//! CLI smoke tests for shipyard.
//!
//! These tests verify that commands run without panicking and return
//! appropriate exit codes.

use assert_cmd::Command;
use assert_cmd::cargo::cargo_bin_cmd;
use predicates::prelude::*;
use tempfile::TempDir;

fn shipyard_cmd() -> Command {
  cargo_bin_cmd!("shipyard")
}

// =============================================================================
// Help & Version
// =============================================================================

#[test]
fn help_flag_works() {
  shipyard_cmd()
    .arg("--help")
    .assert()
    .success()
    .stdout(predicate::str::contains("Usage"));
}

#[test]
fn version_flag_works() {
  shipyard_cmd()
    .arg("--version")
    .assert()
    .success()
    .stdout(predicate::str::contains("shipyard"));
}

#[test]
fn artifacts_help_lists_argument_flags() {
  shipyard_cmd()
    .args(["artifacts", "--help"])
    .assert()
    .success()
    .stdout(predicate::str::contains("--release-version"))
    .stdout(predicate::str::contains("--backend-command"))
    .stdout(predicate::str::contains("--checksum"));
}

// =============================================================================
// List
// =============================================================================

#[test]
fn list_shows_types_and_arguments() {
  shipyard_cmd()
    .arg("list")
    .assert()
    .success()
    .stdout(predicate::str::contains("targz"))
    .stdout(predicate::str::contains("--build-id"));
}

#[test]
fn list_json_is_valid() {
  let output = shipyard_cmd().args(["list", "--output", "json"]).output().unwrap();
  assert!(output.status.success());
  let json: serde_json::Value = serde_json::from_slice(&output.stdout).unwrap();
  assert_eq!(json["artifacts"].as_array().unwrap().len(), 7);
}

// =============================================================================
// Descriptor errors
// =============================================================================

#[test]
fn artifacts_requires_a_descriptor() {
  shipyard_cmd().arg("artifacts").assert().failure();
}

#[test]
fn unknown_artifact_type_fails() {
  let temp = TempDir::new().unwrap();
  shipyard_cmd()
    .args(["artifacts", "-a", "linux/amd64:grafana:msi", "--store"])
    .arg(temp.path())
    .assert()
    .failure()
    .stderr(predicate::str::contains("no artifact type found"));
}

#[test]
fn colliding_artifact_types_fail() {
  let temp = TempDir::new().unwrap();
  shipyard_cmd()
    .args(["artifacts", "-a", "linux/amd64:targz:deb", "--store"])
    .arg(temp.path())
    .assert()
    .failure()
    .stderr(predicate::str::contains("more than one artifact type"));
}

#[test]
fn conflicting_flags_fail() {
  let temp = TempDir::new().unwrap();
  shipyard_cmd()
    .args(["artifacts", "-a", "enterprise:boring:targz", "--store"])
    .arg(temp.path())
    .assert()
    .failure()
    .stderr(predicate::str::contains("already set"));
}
_____
> WORK TO COMPLETE:
Search the records for the word "tests" and copy every line where it occurs.

> EXPECTED OUTPUT:
//! CLI smoke tests for shipyard.
//! These tests verify that commands run without panicking and return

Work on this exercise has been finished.